Task input:
============================================================
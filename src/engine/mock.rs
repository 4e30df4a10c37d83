//! Mock filter engine for testing without a real pixel-filtering library.
//!
//! Uses a builder pattern to configure output behaviour and error injection,
//! and keeps a resource ledger (graphs allocated/released, live nodes) that
//! outlives the graphs it hands out, so tests can assert nothing leaks.

use std::collections::VecDeque;
use std::sync::Arc;

use parking_lot::Mutex;

use crate::engine::api::{
    EnginePixelFormat, FilterEngine, FilterGraph, NodeId, Received, SourceConfig, StageFrame,
};
use crate::keying::error::{KeyError, Result};
use crate::keying::types::KeyParameters;

/// Configurable error injection for a specific operation.
#[derive(Debug, Clone)]
struct ErrorInjection {
    operation: &'static str,
    error: KeyError,
}

#[derive(Debug, Default)]
struct MockState {
    graphs_allocated: u32,
    graphs_released: u32,
    live_nodes: u32,
    configure_calls: u32,
    frames_submitted: u64,
    /// Upcoming `receive` calls that report `Pending` before any output.
    pending_outputs: u32,
    substitution: Option<(u8, u8)>,
    last_source: Option<SourceConfig>,
    last_key: Option<KeyParameters>,
    last_sink_format: Option<EnginePixelFormat>,
    error_injections: Vec<ErrorInjection>,
}

impl MockState {
    /// Check for an injected error for the given operation. Each injection
    /// fires once.
    fn check_error(&mut self, operation: &str) -> Result<()> {
        if let Some(pos) = self
            .error_injections
            .iter()
            .position(|e| e.operation == operation)
        {
            let injection = self.error_injections.remove(pos);
            return Err(injection.error);
        }
        Ok(())
    }
}

/// Mock engine.
///
/// Cloning shares the ledger, so a test can hand one clone to a keying
/// context and inspect the other.
#[derive(Debug, Clone, Default)]
pub struct MockEngine {
    state: Arc<Mutex<MockState>>,
}

impl MockEngine {
    /// Create a mock whose graphs pass frames through unchanged.
    pub fn new() -> Self {
        Self::default()
    }

    /// Replace every byte equal to `from` with `to` in every output plane.
    pub fn with_substitution(self, from: u8, to: u8) -> Self {
        self.state.lock().substitution = Some((from, to));
        self
    }

    /// Make the next `count` receive calls report `Pending`.
    pub fn with_pending_outputs(self, count: u32) -> Self {
        self.state.lock().pending_outputs = count;
        self
    }

    /// Inject an error for a specific operation name.
    ///
    /// Operation names: `"allocate_graph"`, `"add_source"`,
    /// `"add_key_filter"`, `"add_sink"`, `"link"`, `"configure"`, `"submit"`,
    /// `"receive"`.
    pub fn with_error(self, operation: &'static str, error: KeyError) -> Self {
        self.inject_error(operation, error);
        self
    }

    /// Inject an error after construction, e.g. while a context owns a clone.
    pub fn inject_error(&self, operation: &'static str, error: KeyError) {
        self.state
            .lock()
            .error_injections
            .push(ErrorInjection { operation, error });
    }

    pub fn graphs_allocated(&self) -> u32 {
        self.state.lock().graphs_allocated
    }

    pub fn graphs_released(&self) -> u32 {
        self.state.lock().graphs_released
    }

    /// Graphs allocated and not yet dropped.
    pub fn live_graphs(&self) -> u32 {
        let state = self.state.lock();
        state.graphs_allocated - state.graphs_released
    }

    /// Nodes owned by graphs that are still alive.
    pub fn live_nodes(&self) -> u32 {
        self.state.lock().live_nodes
    }

    pub fn configure_calls(&self) -> u32 {
        self.state.lock().configure_calls
    }

    pub fn frames_submitted(&self) -> u64 {
        self.state.lock().frames_submitted
    }

    pub fn last_source(&self) -> Option<SourceConfig> {
        self.state.lock().last_source
    }

    pub fn last_key(&self) -> Option<KeyParameters> {
        self.state.lock().last_key
    }

    pub fn last_sink_format(&self) -> Option<EnginePixelFormat> {
        self.state.lock().last_sink_format
    }
}

impl FilterEngine for MockEngine {
    fn name(&self) -> &'static str {
        "mock"
    }

    fn allocate_graph(&self) -> Result<Box<dyn FilterGraph>> {
        let mut state = self.state.lock();
        state.check_error("allocate_graph")?;
        state.graphs_allocated += 1;
        Ok(Box::new(MockGraph {
            state: Arc::clone(&self.state),
            nodes: 0,
            configured: false,
            queue: VecDeque::new(),
        }))
    }
}

struct MockGraph {
    state: Arc<Mutex<MockState>>,
    nodes: u32,
    configured: bool,
    queue: VecDeque<StageFrame>,
}

impl MockGraph {
    fn add_node(&mut self, state: &mut MockState) -> NodeId {
        self.nodes += 1;
        state.live_nodes += 1;
        NodeId(self.nodes as usize - 1)
    }
}

impl FilterGraph for MockGraph {
    fn add_source(&mut self, config: &SourceConfig) -> Result<NodeId> {
        let state = Arc::clone(&self.state);
        let mut state = state.lock();
        state.check_error("add_source")?;
        state.last_source = Some(*config);
        Ok(self.add_node(&mut state))
    }

    fn add_key_filter(&mut self, params: &KeyParameters) -> Result<NodeId> {
        let state = Arc::clone(&self.state);
        let mut state = state.lock();
        state.check_error("add_key_filter")?;
        state.last_key = Some(*params);
        Ok(self.add_node(&mut state))
    }

    fn add_sink(&mut self, format: EnginePixelFormat) -> Result<NodeId> {
        let state = Arc::clone(&self.state);
        let mut state = state.lock();
        state.check_error("add_sink")?;
        state.last_sink_format = Some(format);
        Ok(self.add_node(&mut state))
    }

    fn link(&mut self, from: NodeId, to: NodeId) -> Result<()> {
        self.state.lock().check_error("link")?;
        if from.0 >= self.nodes as usize || to.0 >= self.nodes as usize {
            return Err(KeyError::GraphBuild(format!(
                "mock link {} -> {} names a missing node",
                from.0, to.0
            )));
        }
        Ok(())
    }

    fn configure(&mut self) -> Result<()> {
        let mut state = self.state.lock();
        state.configure_calls += 1;
        state.check_error("configure")?;
        self.configured = true;
        Ok(())
    }

    fn submit(&mut self, _source: NodeId, frame: &StageFrame) -> Result<()> {
        let mut state = self.state.lock();
        state.check_error("submit")?;
        if !self.configured {
            return Err(KeyError::Submission("mock graph not configured".to_string()));
        }
        state.frames_submitted += 1;
        self.queue.push_back(frame.clone());
        Ok(())
    }

    fn receive(&mut self, _sink: NodeId, frame: &mut StageFrame) -> Result<Received> {
        let mut state = self.state.lock();
        state.check_error("receive")?;
        if state.pending_outputs > 0 {
            state.pending_outputs -= 1;
            return Ok(Received::Pending);
        }
        let Some(next) = self.queue.pop_front() else {
            return Ok(Received::Pending);
        };
        frame.copy_from(&next);
        if let Some((from, to)) = state.substitution {
            for plane in &mut frame.planes {
                plane
                    .data
                    .iter_mut()
                    .filter(|b| **b == from)
                    .for_each(|b| *b = to);
            }
        }
        Ok(Received::Frame)
    }
}

impl Drop for MockGraph {
    fn drop(&mut self) {
        let mut state = self.state.lock();
        state.graphs_released += 1;
        state.live_nodes -= self.nodes;
    }
}

#[cfg(test)]
mod tests {
    use super::*;

    fn gray_frame(value: u8) -> StageFrame {
        let mut frame = StageFrame::new(EnginePixelFormat::Gray8, 2, 1);
        frame.reshape(&[(2, 1)]);
        frame.planes[0].data.fill(value);
        frame
    }

    fn configured_graph(mock: &MockEngine) -> (Box<dyn FilterGraph>, NodeId, NodeId) {
        let mut graph = mock.allocate_graph().unwrap();
        let source = graph
            .add_source(&SourceConfig::new(2, 1, EnginePixelFormat::Gray8))
            .unwrap();
        let sink = graph.add_sink(EnginePixelFormat::Gray8).unwrap();
        graph.link(source, sink).unwrap();
        graph.configure().unwrap();
        (graph, source, sink)
    }

    #[test]
    fn dropping_a_graph_releases_its_nodes() {
        let mock = MockEngine::new();
        let (graph, _, _) = configured_graph(&mock);
        assert_eq!(mock.live_graphs(), 1);
        assert_eq!(mock.live_nodes(), 2);

        drop(graph);
        assert_eq!(mock.live_graphs(), 0);
        assert_eq!(mock.live_nodes(), 0);
        assert_eq!(mock.graphs_released(), 1);
    }

    #[test]
    fn passes_frames_through_by_default() {
        let mock = MockEngine::new();
        let (mut graph, source, sink) = configured_graph(&mock);
        let input = gray_frame(7);
        graph.submit(source, &input).unwrap();

        let mut out = StageFrame::new(EnginePixelFormat::Gray8, 2, 1);
        assert_eq!(graph.receive(sink, &mut out).unwrap(), Received::Frame);
        assert_eq!(out, input);
        assert_eq!(mock.frames_submitted(), 1);
    }

    #[test]
    fn substitution_rewrites_matching_bytes() {
        let mock = MockEngine::new().with_substitution(7, 0);
        let (mut graph, source, sink) = configured_graph(&mock);
        graph.submit(source, &gray_frame(7)).unwrap();

        let mut out = StageFrame::new(EnginePixelFormat::Gray8, 2, 1);
        graph.receive(sink, &mut out).unwrap();
        assert_eq!(out.planes[0].data, vec![0, 0]);
    }

    #[test]
    fn pending_outputs_hold_frames_back() {
        let mock = MockEngine::new().with_pending_outputs(1);
        let (mut graph, source, sink) = configured_graph(&mock);
        graph.submit(source, &gray_frame(1)).unwrap();

        let mut out = StageFrame::new(EnginePixelFormat::Gray8, 2, 1);
        assert_eq!(graph.receive(sink, &mut out).unwrap(), Received::Pending);
        assert_eq!(graph.receive(sink, &mut out).unwrap(), Received::Frame);
    }

    #[test]
    fn injected_errors_fire_once() {
        let mock = MockEngine::new().with_error(
            "allocate_graph",
            KeyError::Allocation("injected".to_string()),
        );
        assert!(mock.allocate_graph().is_err());
        assert!(mock.allocate_graph().is_ok());
    }

    #[test]
    fn clones_share_the_ledger() {
        let mock = MockEngine::new();
        let other = mock.clone();
        let _graph = other.allocate_graph().unwrap();
        assert_eq!(mock.graphs_allocated(), 1);
    }
}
============================================================
Activity:
The required output is every line above from the one with "fn name(&self) ->" down to the one with "fn configure(&mut self)", restated word for word, ends included.

Answer to this task:
    fn name(&self) -> &'static str {
        "mock"
    }

    fn allocate_graph(&self) -> Result<Box<dyn FilterGraph>> {
        let mut state = self.state.lock();
        state.check_error("allocate_graph")?;
        state.graphs_allocated += 1;
        Ok(Box::new(MockGraph {
            state: Arc::clone(&self.state),
            nodes: 0,
            configured: false,
            queue: VecDeque::new(),
        }))
    }
}

struct MockGraph {
    state: Arc<Mutex<MockState>>,
    nodes: u32,
    configured: bool,
    queue: VecDeque<StageFrame>,
}

impl MockGraph {
    fn add_node(&mut self, state: &mut MockState) -> NodeId {
        self.nodes += 1;
        state.live_nodes += 1;
        NodeId(self.nodes as usize - 1)
    }
}

impl FilterGraph for MockGraph {
    fn add_source(&mut self, config: &SourceConfig) -> Result<NodeId> {
        let state = Arc::clone(&self.state);
        let mut state = state.lock();
        state.check_error("add_source")?;
        state.last_source = Some(*config);
        Ok(self.add_node(&mut state))
    }

    fn add_key_filter(&mut self, params: &KeyParameters) -> Result<NodeId> {
        let state = Arc::clone(&self.state);
        let mut state = state.lock();
        state.check_error("add_key_filter")?;
        state.last_key = Some(*params);
        Ok(self.add_node(&mut state))
    }

    fn add_sink(&mut self, format: EnginePixelFormat) -> Result<NodeId> {
        let state = Arc::clone(&self.state);
        let mut state = state.lock();
        state.check_error("add_sink")?;
        state.last_sink_format = Some(format);
        Ok(self.add_node(&mut state))
    }

    fn link(&mut self, from: NodeId, to: NodeId) -> Result<()> {
        self.state.lock().check_error("link")?;
        if from.0 >= self.nodes as usize || to.0 >= self.nodes as usize {
            return Err(KeyError::GraphBuild(format!(
                "mock link {} -> {} names a missing node",
                from.0, to.0
            )));
        }
        Ok(())
    }

    fn configure(&mut self) -> Result<()> {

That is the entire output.